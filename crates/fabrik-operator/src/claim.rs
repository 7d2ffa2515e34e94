//! Claim discipline.
//!
//! A worker owns a resource once it has moved it `in_queue → in_progress`
//! in a single conditional write against the version it observed. Losing
//! that race (version conflict, or the resource is no longer queued) is not
//! an error: the outcome is [`ClaimOutcome::Skipped`].
//!
//! Pollers use a softer lease in `operator_metadata` so that two replicas
//! do not query the backend for the same resource on the same tick.

use std::time::Duration;

use fabrik_state::{
    Resource, ResourceClient, ResourceKey, ResourceState, ResourceUpdate, StateError,
    epoch_millis, epoch_secs,
};
use tracing::debug;

use crate::error::OperatorResult;
use crate::meta;
use crate::status::conditional_update;

#[derive(Debug)]
pub enum ClaimOutcome {
    Claimed(Resource),
    Skipped(String),
}

/// Try to take ownership of a queued resource.
pub async fn claim(
    client: &dyn ResourceClient,
    resource: &Resource,
    identity: &str,
    description: &str,
) -> OperatorResult<ClaimOutcome> {
    let key = resource.key();
    if resource.state() != ResourceState::InQueue {
        return Ok(ClaimOutcome::Skipped(format!(
            "resource is {}",
            resource.state()
        )));
    }

    let status = resource
        .status
        .transitioned(ResourceState::InProgress)
        .with_description(description);
    let update = ResourceUpdate::status(status)
        .with_metadata(meta::LOCKED_BY, identity)
        .with_metadata(meta::PROCESSING_STARTED_AT, epoch_secs().to_string())
        .expect_version(resource.resource_version);

    match client.update_resource(key, update).await {
        Ok(claimed) => {
            debug!(%key, %identity, "claimed");
            Ok(ClaimOutcome::Claimed(claimed))
        }
        Err(e) if lost_race(&e) => {
            debug!(%key, %identity, reason = %e, "claim lost");
            Ok(ClaimOutcome::Skipped(e.to_string()))
        }
        Err(e) => Err(e.into()),
    }
}

fn lost_race(e: &StateError) -> bool {
    matches!(
        e,
        StateError::Conflict { .. } | StateError::InvalidTransition { .. } | StateError::NotFound(_)
    )
}

/// Drop the processing stamps if `identity` still holds them.
pub async fn release(
    client: &dyn ResourceClient,
    key: &ResourceKey,
    identity: &str,
) -> OperatorResult<()> {
    let result = conditional_update(client, key, |current| {
        (current.metadata(meta::LOCKED_BY) == Some(identity)).then(|| {
            ResourceUpdate::default()
                .without_metadata(meta::LOCKED_BY)
                .without_metadata(meta::PROCESSING_STARTED_AT)
        })
    })
    .await;
    match result {
        Ok(_) => Ok(()),
        Err(crate::OperatorError::State(e)) if e.is_not_found() => Ok(()),
        Err(e) => Err(e),
    }
}

/// Take or renew the poller lease on `resource`.
///
/// Returns the resource as written, or `None` when another identity holds a
/// lease younger than `stale_after` or a concurrent write got there first.
pub async fn acquire_poller_lock(
    client: &dyn ResourceClient,
    resource: &Resource,
    identity: &str,
    stale_after: Duration,
) -> OperatorResult<Option<Resource>> {
    let now = epoch_millis();
    if let Some(holder) = resource.metadata(meta::POLLER_LOCKED_BY) {
        let locked_at = resource
            .metadata(meta::POLLER_LOCKED_AT)
            .and_then(|v| v.parse::<u64>().ok())
            .unwrap_or(0);
        let fresh = now.saturating_sub(locked_at) < stale_after.as_millis() as u64;
        if holder != identity && fresh {
            debug!(key = %resource.key, %holder, "poller lease held elsewhere");
            return Ok(None);
        }
    }

    let update = ResourceUpdate::default()
        .with_metadata(meta::POLLER_LOCKED_BY, identity)
        .with_metadata(meta::POLLER_LOCKED_AT, now.to_string())
        .expect_version(resource.resource_version);
    match client.update_resource(resource.key(), update).await {
        Ok(updated) => Ok(Some(updated)),
        Err(e) if e.is_conflict() || e.is_not_found() => Ok(None),
        Err(e) => Err(e.into()),
    }
}

#[cfg(test)]
mod tests {
    use super::*;
    use std::sync::Arc;

    use fabrik_state::{NewResource, StateStore, groups, kinds};

    fn queued(store: &StateStore) -> Resource {
        store
            .create_resource(NewResource::new(ResourceKey::new(
                groups::BACKUP,
                kinds::DEFAULT_BACKUP,
                "b-1",
            )))
            .unwrap()
    }

    #[tokio::test]
    async fn claim_stamps_owner() {
        let store = StateStore::open_in_memory().unwrap();
        let resource = queued(&store);
        let ClaimOutcome::Claimed(claimed) = claim(&store, &resource, "op-a", "working")
            .await
            .unwrap()
        else {
            panic!("expected claim");
        };
        assert_eq!(claimed.state(), ResourceState::InProgress);
        assert_eq!(claimed.metadata(meta::LOCKED_BY), Some("op-a"));
        assert!(claimed.metadata(meta::PROCESSING_STARTED_AT).is_some());

        release(&store, resource.key(), "op-b").await.unwrap();
        let still = store.get_resource(resource.key()).unwrap();
        assert_eq!(still.metadata(meta::LOCKED_BY), Some("op-a"));

        release(&store, resource.key(), "op-a").await.unwrap();
        let released = store.get_resource(resource.key()).unwrap();
        assert_eq!(released.metadata(meta::LOCKED_BY), None);
        assert_eq!(released.state(), ResourceState::InProgress);
    }

    #[tokio::test]
    async fn exactly_one_concurrent_claim_wins() {
        let store = StateStore::open_in_memory().unwrap();
        let resource = queued(&store);
        let client: Arc<dyn ResourceClient> = Arc::new(store.clone());

        let mut handles = Vec::new();
        for i in 0..8 {
            let client = client.clone();
            let resource = resource.clone();
            handles.push(tokio::spawn(async move {
                claim(client.as_ref(), &resource, &format!("worker-{i}"), "go")
                    .await
                    .unwrap()
            }));
        }
        let mut claimed = 0;
        for handle in handles {
            if matches!(handle.await.unwrap(), ClaimOutcome::Claimed(_)) {
                claimed += 1;
            }
        }
        assert_eq!(claimed, 1);
    }

    #[tokio::test]
    async fn non_queued_is_skipped() {
        let store = StateStore::open_in_memory().unwrap();
        let resource = queued(&store);
        let first = claim(&store, &resource, "a", "x").await.unwrap();
        let ClaimOutcome::Claimed(current) = first else {
            panic!("expected claim");
        };
        assert!(matches!(
            claim(&store, &current, "b", "x").await.unwrap(),
            ClaimOutcome::Skipped(_)
        ));
    }

    #[tokio::test]
    async fn poller_lease_excludes_other_replicas() {
        let store = StateStore::open_in_memory().unwrap();
        let resource = queued(&store);
        let window = Duration::from_secs(60);

        let held = acquire_poller_lock(&store, &resource, "p1", window)
            .await
            .unwrap()
            .unwrap();
        assert!(
            acquire_poller_lock(&store, &held, "p2", window)
                .await
                .unwrap()
                .is_none()
        );
        let renewed = acquire_poller_lock(&store, &held, "p1", window)
            .await
            .unwrap()
            .unwrap();
        // A stale lease can be taken over.
        let taken = acquire_poller_lock(&store, &renewed, "p2", Duration::ZERO)
            .await
            .unwrap()
            .unwrap();
        assert_eq!(taken.metadata(meta::POLLER_LOCKED_BY), Some("p2"));
    }
}
//! redb table definitions for the Fabrik resource store.

use redb::TableDefinition;

/// Resources keyed by `{group}/{kind}/{id}`, JSON-serialized.
pub const RESOURCES: TableDefinition<&str, &[u8]> = TableDefinition::new("resources");

/// Store-wide counters (currently only the write revision).
pub const META: TableDefinition<&str, u64> = TableDefinition::new("meta");

/// Key in [`META`] holding the revision of the last committed write.
pub const REVISION_KEY: &str = "revision";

○ ○ ○

EXERCISE OBJECTIVE: Return all the data above once more, precisely as given.

SOLUTION FOR THIS EXERCISE:
filename crates/fabrik-operator/src/claim.rs
repository 7d2ffa2515e34e94
//! Claim discipline.
//!
//! A worker owns a resource once it has moved it `in_queue → in_progress`
//! in a single conditional write against the version it observed. Losing
//! that race (version conflict, or the resource is no longer queued) is not
//! an error: the outcome is [`ClaimOutcome::Skipped`].
//!
//! Pollers use a softer lease in `operator_metadata` so that two replicas
//! do not query the backend for the same resource on the same tick.

use std::time::Duration;

use fabrik_state::{
    Resource, ResourceClient, ResourceKey, ResourceState, ResourceUpdate, StateError,
    epoch_millis, epoch_secs,
};
use tracing::debug;

use crate::error::OperatorResult;
use crate::meta;
use crate::status::conditional_update;

#[derive(Debug)]
pub enum ClaimOutcome {
    Claimed(Resource),
    Skipped(String),
}

/// Try to take ownership of a queued resource.
pub async fn claim(
    client: &dyn ResourceClient,
    resource: &Resource,
    identity: &str,
    description: &str,
) -> OperatorResult<ClaimOutcome> {
    let key = resource.key();
    if resource.state() != ResourceState::InQueue {
        return Ok(ClaimOutcome::Skipped(format!(
            "resource is {}",
            resource.state()
        )));
    }

    let status = resource
        .status
        .transitioned(ResourceState::InProgress)
        .with_description(description);
    let update = ResourceUpdate::status(status)
        .with_metadata(meta::LOCKED_BY, identity)
        .with_metadata(meta::PROCESSING_STARTED_AT, epoch_secs().to_string())
        .expect_version(resource.resource_version);

    match client.update_resource(key, update).await {
        Ok(claimed) => {
            debug!(%key, %identity, "claimed");
            Ok(ClaimOutcome::Claimed(claimed))
        }
        Err(e) if lost_race(&e) => {
            debug!(%key, %identity, reason = %e, "claim lost");
            Ok(ClaimOutcome::Skipped(e.to_string()))
        }
        Err(e) => Err(e.into()),
    }
}

fn lost_race(e: &StateError) -> bool {
    matches!(
        e,
        StateError::Conflict { .. } | StateError::InvalidTransition { .. } | StateError::NotFound(_)
    )
}

/// Drop the processing stamps if `identity` still holds them.
pub async fn release(
    client: &dyn ResourceClient,
    key: &ResourceKey,
    identity: &str,
) -> OperatorResult<()> {
    let result = conditional_update(client, key, |current| {
        (current.metadata(meta::LOCKED_BY) == Some(identity)).then(|| {
            ResourceUpdate::default()
                .without_metadata(meta::LOCKED_BY)
                .without_metadata(meta::PROCESSING_STARTED_AT)
        })
    })
    .await;
    match result {
        Ok(_) => Ok(()),
        Err(crate::OperatorError::State(e)) if e.is_not_found() => Ok(()),
        Err(e) => Err(e),
    }
}

/// Take or renew the poller lease on `resource`.
///
/// Returns the resource as written, or `None` when another identity holds a
/// lease younger than `stale_after` or a concurrent write got there first.
pub async fn acquire_poller_lock(
    client: &dyn ResourceClient,
    resource: &Resource,
    identity: &str,
    stale_after: Duration,
) -> OperatorResult<Option<Resource>> {
    let now = epoch_millis();
    if let Some(holder) = resource.metadata(meta::POLLER_LOCKED_BY) {
        let locked_at = resource
            .metadata(meta::POLLER_LOCKED_AT)
            .and_then(|v| v.parse::<u64>().ok())
            .unwrap_or(0);
        let fresh = now.saturating_sub(locked_at) < stale_after.as_millis() as u64;
        if holder != identity && fresh {
            debug!(key = %resource.key, %holder, "poller lease held elsewhere");
            return Ok(None);
        }
    }

    let update = ResourceUpdate::default()
        .with_metadata(meta::POLLER_LOCKED_BY, identity)
        .with_metadata(meta::POLLER_LOCKED_AT, now.to_string())
        .expect_version(resource.resource_version);
    match client.update_resource(resource.key(), update).await {
        Ok(updated) => Ok(Some(updated)),
        Err(e) if e.is_conflict() || e.is_not_found() => Ok(None),
        Err(e) => Err(e.into()),
    }
}

#[cfg(test)]
mod tests {
    use super::*;
    use std::sync::Arc;

    use fabrik_state::{NewResource, StateStore, groups, kinds};

    fn queued(store: &StateStore) -> Resource {
        store
            .create_resource(NewResource::new(ResourceKey::new(
                groups::BACKUP,
                kinds::DEFAULT_BACKUP,
                "b-1",
            )))
            .unwrap()
    }

    #[tokio::test]
    async fn claim_stamps_owner() {
        let store = StateStore::open_in_memory().unwrap();
        let resource = queued(&store);
        let ClaimOutcome::Claimed(claimed) = claim(&store, &resource, "op-a", "working")
            .await
            .unwrap()
        else {
            panic!("expected claim");
        };
        assert_eq!(claimed.state(), ResourceState::InProgress);
        assert_eq!(claimed.metadata(meta::LOCKED_BY), Some("op-a"));
        assert!(claimed.metadata(meta::PROCESSING_STARTED_AT).is_some());

        release(&store, resource.key(), "op-b").await.unwrap();
        let still = store.get_resource(resource.key()).unwrap();
        assert_eq!(still.metadata(meta::LOCKED_BY), Some("op-a"));

        release(&store, resource.key(), "op-a").await.unwrap();
        let released = store.get_resource(resource.key()).unwrap();
        assert_eq!(released.metadata(meta::LOCKED_BY), None);
        assert_eq!(released.state(), ResourceState::InProgress);
    }

    #[tokio::test]
    async fn exactly_one_concurrent_claim_wins() {
        let store = StateStore::open_in_memory().unwrap();
        let resource = queued(&store);
        let client: Arc<dyn ResourceClient> = Arc::new(store.clone());

        let mut handles = Vec::new();
        for i in 0..8 {
            let client = client.clone();
            let resource = resource.clone();
            handles.push(tokio::spawn(async move {
                claim(client.as_ref(), &resource, &format!("worker-{i}"), "go")
                    .await
                    .unwrap()
            }));
        }
        let mut claimed = 0;
        for handle in handles {
            if matches!(handle.await.unwrap(), ClaimOutcome::Claimed(_)) {
                claimed += 1;
            }
        }
        assert_eq!(claimed, 1);
    }

    #[tokio::test]
    async fn non_queued_is_skipped() {
        let store = StateStore::open_in_memory().unwrap();
        let resource = queued(&store);
        let first = claim(&store, &resource, "a", "x").await.unwrap();
        let ClaimOutcome::Claimed(current) = first else {
            panic!("expected claim");
        };
        assert!(matches!(
            claim(&store, &current, "b", "x").await.unwrap(),
            ClaimOutcome::Skipped(_)
        ));
    }

    #[tokio::test]
    async fn poller_lease_excludes_other_replicas() {
        let store = StateStore::open_in_memory().unwrap();
        let resource = queued(&store);
        let window = Duration::from_secs(60);

        let held = acquire_poller_lock(&store, &resource, "p1", window)
            .await
            .unwrap()
            .unwrap();
        assert!(
            acquire_poller_lock(&store, &held, "p2", window)
                .await
                .unwrap()
                .is_none()
        );
        let renewed = acquire_poller_lock(&store, &held, "p1", window)
            .await
            .unwrap()
            .unwrap();
        // A stale lease can be taken over.
        let taken = acquire_poller_lock(&store, &renewed, "p2", Duration::ZERO)
            .await
            .unwrap()
            .unwrap();
        assert_eq!(taken.metadata(meta::POLLER_LOCKED_BY), Some("p2"));
    }
}
//! redb table definitions for the Fabrik resource store.

use redb::TableDefinition;

/// Resources keyed by `{group}/{kind}/{id}`, JSON-serialized.
pub const RESOURCES: TableDefinition<&str, &[u8]> = TableDefinition::new("resources");

/// Store-wide counters (currently only the write revision).
pub const META: TableDefinition<&str, u64> = TableDefinition::new("meta");

/// Key in [`META`] holding the revision of the last committed write.
pub const REVISION_KEY: &str = "revision";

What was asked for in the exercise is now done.